We were confronted with the question whether the S. R.'s would follow us in this path. This group was in the process of formation, but this process, according to the standards of our party, went on too slowly and irresolutely. At the outset of the Revolution, the S. R.'s proved the predominating party in the whole field of political life. Peasants, soldiers, even workingmen voted en masse for the S. R.'s. The party itself had not expected anything of the kind, and more than once it looked as if it were in danger of being swamped in the waves of its own success. Excluding the purely capitalistic and landholder groups and the professional elements among the intellectuals, one and all voted for the revolutionary populists' party.
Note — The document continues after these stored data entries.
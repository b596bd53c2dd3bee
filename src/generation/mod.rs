//! Tree generation pipeline
//!
//! The pipeline orchestrates:
//! 1. Skeleton construction from the descriptor
//! 2. Bending, smoothing and noise deformation
//! 3. Trunk and branch meshes
//! 4. Sprout placement (sequential) and sprout meshes (rayon)

pub mod config;

pub use config::GenerationConfig;

use std::time::Instant;

use rayon::prelude::*;

use crate::core::types::{Mat4, Quat, Vec3};
use crate::core::{ProgressReporter, Result};
use crate::math::SimpleRng;
use crate::mesh::tube::rotation_arc;
use crate::mesh::{BranchMeshBuilder, MeshData, SproutMeshBuilder, SproutPlacement, TrunkMeshBuilder};
use crate::params::{BranchDescriptor, SproutMapArea};
use crate::skeleton::{BendReport, BranchBender, Skeleton};

const SPROUT_STREAM: u64 = 0x5b40_7000;

/// Sibling phase increment around the carrying branch
const GOLDEN_ANGLE: f32 = 2.399_963;

/// Everything one generation pass produces
#[derive(Debug, Clone, PartialEq)]
pub struct GeneratedTree {
    pub lod: usize,
    pub skeleton: Skeleton,
    pub bend_report: BendReport,
    pub trunk: MeshData,
    pub branches: MeshData,
    /// All sprouts merged, triangle ids = sprout group ids
    pub sprouts: MeshData,
    pub sprout_count: usize,
}

impl GeneratedTree {
    /// Trunk, branches and sprouts in one buffer
    pub fn composite(&self) -> MeshData {
        let mut mesh = self.trunk.clone();
        mesh.append(&self.branches);
        mesh.append(&self.sprouts);
        mesh
    }

    pub fn triangle_count(&self) -> usize {
        self.trunk.triangle_count() + self.branches.triangle_count() + self.sprouts.triangle_count()
    }
}

/// One sprout ready to be built: which group, which texture area, where
#[derive(Debug, Clone, Copy)]
struct PlacedSprout {
    group: usize,
    area: SproutMapArea,
    placement: SproutPlacement,
    transform: Mat4,
}

pub struct TreeGenerator {
    config: GenerationConfig,
}

impl TreeGenerator {
    pub fn new(config: GenerationConfig) -> Self {
        Self { config }
    }

    pub fn config(&self) -> &GenerationConfig {
        &self.config
    }

    /// Generate the finest LOD
    pub fn generate(&self, descriptor: &BranchDescriptor, progress: &mut impl ProgressReporter) -> Result<GeneratedTree> {
        self.generate_lod(descriptor, 0, progress)
    }

    /// Generate `lod`, with trunk and branch resolution scaled by the config's falloff
    pub fn generate_lod(
        &self,
        descriptor: &BranchDescriptor,
        lod: usize,
        progress: &mut impl ProgressReporter,
    ) -> Result<GeneratedTree> {
        self.config.validate()?;
        let start = Instant::now();

        progress.report("Building skeleton", 0.0);
        let mut skeleton = Skeleton::build(descriptor)?;

        progress.report("Bending branches", 0.15);
        let bend_report = BranchBender::new(&descriptor.bending, descriptor.seed).bend(&mut skeleton);

        let scale = self.config.lod_scale(lod);
        progress.report("Building trunk", 0.3);
        let trunk = TrunkMeshBuilder::new(descriptor).with_resolution_scale(scale).build(&skeleton);

        progress.report("Building branches", 0.45);
        let branches = BranchMeshBuilder::new(descriptor).with_resolution_scale(scale).build(&skeleton);

        progress.report("Building sprouts", 0.6);
        let placed = place_sprouts(descriptor, &skeleton, lod);
        let sprouts = self.build_sprouts(descriptor, &placed);

        progress.report("Done", 1.0);
        let elapsed = start.elapsed();
        log::info!(
            "Generated tree (seed {}, LOD {}): {} nodes, {} sprouts, {} triangles in {:.1}ms",
            descriptor.seed,
            lod,
            skeleton.node_count(),
            placed.len(),
            trunk.triangle_count() + branches.triangle_count() + sprouts.triangle_count(),
            elapsed.as_secs_f64() * 1000.0
        );

        Ok(GeneratedTree {
            lod,
            skeleton,
            bend_report,
            trunk,
            branches,
            sprouts,
            sprout_count: placed.len(),
        })
    }

    /// Build every placed sprout and merge in placement order
    fn build_sprouts(&self, descriptor: &BranchDescriptor, placed: &[PlacedSprout]) -> MeshData {
        let build = |sprout: &PlacedSprout| {
            let group = &descriptor.sprouts[sprout.group];
            let style = group.style_id.and_then(|id| descriptor.style(id));
            let mut mesh = SproutMeshBuilder::new(group).with_style(style).build(&sprout.area, &sprout.placement);
            mesh.transform(&sprout.transform);
            mesh
        };

        let meshes: Vec<MeshData> = if self.config.parallel_sprouts {
            placed.par_iter().map(&build).collect()
        } else {
            placed.iter().map(&build).collect()
        };

        let mut merged = MeshData::new();
        for mesh in &meshes {
            merged.append(mesh);
        }
        merged
    }
}

/// Deterministic sprout placement over all carrying branches
fn place_sprouts(descriptor: &BranchDescriptor, skeleton: &Skeleton, lod: usize) -> Vec<PlacedSprout> {
    let mut placed = Vec::new();
    for (g, group) in descriptor.sprouts.iter().enumerate() {
        if !group.enabled {
            continue;
        }
        let areas = group.enabled_areas();
        if areas.is_empty() {
            log::debug!("Sprout group {} has no enabled map areas, skipped", g);
            continue;
        }

        let mut rng = SimpleRng::derive(descriptor.seed, SPROUT_STREAM, g as u64);
        let mut index = 0u64;
        for (b, branch) in skeleton.branches().iter().enumerate() {
            if branch.is_root || branch.level < group.min_level {
                continue;
            }
            let count = rng.int_range(group.min_frequency, group.max_frequency);
            for _ in 0..count {
                let u = rng.next_float();
                let along = group.range.lerp(u);
                let (position, direction, radius) = skeleton.sample_branch(b, along);
                let phase = index as f32 * GOLDEN_ANGLE;
                let outward = Quat::from_axis_angle(direction, phase) * direction.any_orthonormal_vector();
                let up = outward.lerp(direction, group.alignment).normalize_or(direction);
                let rotation = rotation_arc(Vec3::Y, up);
                let area = areas[rng.int_range(0, areas.len() as u32 - 1) as usize];

                placed.push(PlacedSprout {
                    group: g,
                    area,
                    placement: SproutPlacement {
                        hierarchy: skeleton.depth_at(b, along),
                        branch: along,
                        range: u,
                        seed: SimpleRng::derive(descriptor.seed, g as u64 + 1, index).next_u64(),
                        gravity: rotation.inverse() * Vec3::NEG_Y,
                        lod,
                    },
                    transform: Mat4::from_rotation_translation(rotation, position + outward * radius),
                });
                index += 1;
            }
        }
    }
    placed
}

#[cfg(test)]
mod tests {
    use super::*;
    use crate::core::{Error, NoProgress};
    use crate::params::TreePreset;

    fn sequential() -> GenerationConfig {
        GenerationConfig { parallel_sprouts: false, ..Default::default() }
    }

    #[test]
    fn test_generate_default_tree() {
        let desc = BranchDescriptor::default();
        let tree = TreeGenerator::new(GenerationConfig::default()).generate(&desc, &mut NoProgress).unwrap();
        assert!(!tree.trunk.is_empty());
        assert!(!tree.branches.is_empty());
        assert!(tree.sprout_count > 0);
        assert!(tree.sprouts.is_consistent());
        let group_ids: Vec<u32> = desc.sprouts.iter().map(|s| s.group_id).collect();
        assert!(tree.sprouts.triangle_ids.iter().all(|id| group_ids.contains(id)));
        let composite = tree.composite();
        assert!(composite.is_consistent());
        assert_eq!(composite.triangle_count(), tree.triangle_count());
        assert!(composite.positions.iter().all(|p| p.is_finite()));
    }

    #[test]
    fn test_generation_is_idempotent() {
        let desc = BranchDescriptor::preset(TreePreset::Willow);
        let generator = TreeGenerator::new(GenerationConfig::default());
        let a = generator.generate(&desc, &mut NoProgress).unwrap();
        let b = generator.generate(&desc, &mut NoProgress).unwrap();
        assert_eq!(a, b);
    }

    #[test]
    fn test_parallel_matches_sequential() {
        let desc = BranchDescriptor::default();
        let parallel = TreeGenerator::new(GenerationConfig::default()).generate(&desc, &mut NoProgress).unwrap();
        let serial = TreeGenerator::new(sequential()).generate(&desc, &mut NoProgress).unwrap();
        assert_eq!(parallel.sprouts, serial.sprouts);
        assert_eq!(parallel.sprouts.content_hash(), serial.sprouts.content_hash());
    }

    #[test]
    fn test_trunk_only_has_no_sprouts() {
        let desc = BranchDescriptor::trunk_only(0.5, 0.3);
        let tree = TreeGenerator::new(sequential()).generate(&desc, &mut NoProgress).unwrap();
        assert_eq!(tree.sprout_count, 0);
        assert!(tree.sprouts.is_empty());
        assert!(tree.branches.is_empty());
    }

    #[test]
    fn test_coarser_lod_has_fewer_trunk_vertices() {
        let desc = BranchDescriptor::default();
        let generator = TreeGenerator::new(sequential());
        let fine = generator.generate_lod(&desc, 0, &mut NoProgress).unwrap();
        let coarse = generator.generate_lod(&desc, 2, &mut NoProgress).unwrap();
        assert!(coarse.trunk.vertex_count() < fine.trunk.vertex_count());
        assert_eq!(coarse.lod, 2);
    }

    #[test]
    fn test_progress_reaches_done() {
        let desc = BranchDescriptor::trunk_only(0.5, 0.3);
        let mut fractions = Vec::new();
        let mut reporter = |_: &str, f: f32| fractions.push(f);
        TreeGenerator::new(sequential()).generate(&desc, &mut reporter).unwrap();
        assert_eq!(fractions.first(), Some(&0.0));
        assert_eq!(fractions.last(), Some(&1.0));
        assert!(fractions.windows(2).all(|w| w[0] <= w[1]));
    }

    #[test]
    fn test_invalid_descriptor_fails() {
        let mut desc = BranchDescriptor::default();
        desc.active_levels = desc.levels.len() + 1;
        let result = TreeGenerator::new(sequential()).generate(&desc, &mut NoProgress);
        assert!(matches!(result, Err(Error::Validation(_))));
    }

    #[test]
    fn test_disabled_group_places_nothing() {
        let mut desc = BranchDescriptor::default();
        desc.sprouts.iter_mut().for_each(|s| s.enabled = false);
        let tree = TreeGenerator::new(sequential()).generate(&desc, &mut NoProgress).unwrap();
        assert_eq!(tree.sprout_count, 0);
    }
}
This was natural in the initial stage of the Revolution, when class lines had not had time to reveal themselves, when the aspirations of the so-called united revolutionary front found expression in the diffuse program of a party that was ready to welcome equally the workingman who feared to break away from the peasant; the peasant who was seeking land and liberty; the intellectual attempting to guide both of them; the chinovnik (officeholder) endeavoring to adjust himself to the new regime.
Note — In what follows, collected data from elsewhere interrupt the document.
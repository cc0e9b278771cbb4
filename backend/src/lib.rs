pub mod artifact;
pub mod config;
pub mod inference;
pub mod routes;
When Kerensky, who had been counted a laborite in the period of Czarism, joined the S. R.'s Party after the victory of the Revolution, that party's popularity began to grow in proportion as Kerensky mounted the rungs of power. Out of respect, not always of a platonic nature, for the War Minister, many colonels and generals hastened to enrol in the party of the erstwhile terrorists. Old S. R.'s, with revolutionary traditions, regarded with some uneasiness the ever increasing number of "March S. R.'s" that is, such party members as had discovered within themselves a revolutionary populist soul only in March, after the Revolution had overthrown the old regime and placed the revolutionary populists in authority. Thus, within the limits of its formlessness, this party contained not only the inner contradictions of the developing Revolution, but also the prejudices inherent in the backwardness of the peasant masses, and the sentimentalism, instability and career-chasing of the intellectual strata. It was perfectly clear that in that form the party could not last long. With regard to ideas, it proved impotent from the very start.
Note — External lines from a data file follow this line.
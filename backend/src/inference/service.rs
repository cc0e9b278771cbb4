use shared::ErrorKind;
use std::sync::Arc;

use super::normalizer::{self, NormalizeError};
use super::predictor::{self, Prediction};
use crate::artifact::{ArtifactBundle, InferenceError};

#[derive(Debug, thiserror::Error)]
pub enum PredictionError {
    #[error(transparent)]
    Validation(#[from] NormalizeError),
    #[error(transparent)]
    Inference(#[from] InferenceError),
}

impl PredictionError {
    pub fn kind(&self) -> ErrorKind {
        match self {
            PredictionError::Validation(_) => ErrorKind::Validation,
            PredictionError::Inference(_) => ErrorKind::Inference,
        }
    }
}

/// Read-only service context built once at startup and cloned into every worker.
#[derive(Clone)]
pub struct PredictionService {
    bundle: Arc<ArtifactBundle>,
}

impl PredictionService {
    pub fn new(bundle: ArtifactBundle) -> Self {
        Self {
            bundle: Arc::new(bundle),
        }
    }

    pub fn bundle(&self) -> &ArtifactBundle {
        &self.bundle
    }

    /// Full request path: parse the body, align it to the schema, predict.
    pub fn predict_body(&self, body: &[u8]) -> Result<Vec<Prediction>, PredictionError> {
        let payload = normalizer::parse_payload(body)?;
        let input = normalizer::normalize(&payload, self.bundle.pipeline().feature_names())?;
        log::debug!(
            "Normalized payload: {} features defaulted to zero, {} keys ignored",
            input.defaulted,
            input.ignored
        );
        Ok(predictor::predict(&self.bundle, input.features.view())?)
    }
}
Politically, the guiding role belonged to the Mensheviks who had gone through the school of Marxism and derived from it certain procedures and habits, which aided them in finding their bearings in the political situation to the extent of scientifically falsifying the meaning of the current class struggle and securing the hegemony of the liberal bourgeoisie in the highest degree possible under the given circumstances. This is why the Mensheviks, direct pleaders for the bourgeoisie's right to power, exhausted themselves so rapidly and, by the time of the October Revolution, were almost completely played out.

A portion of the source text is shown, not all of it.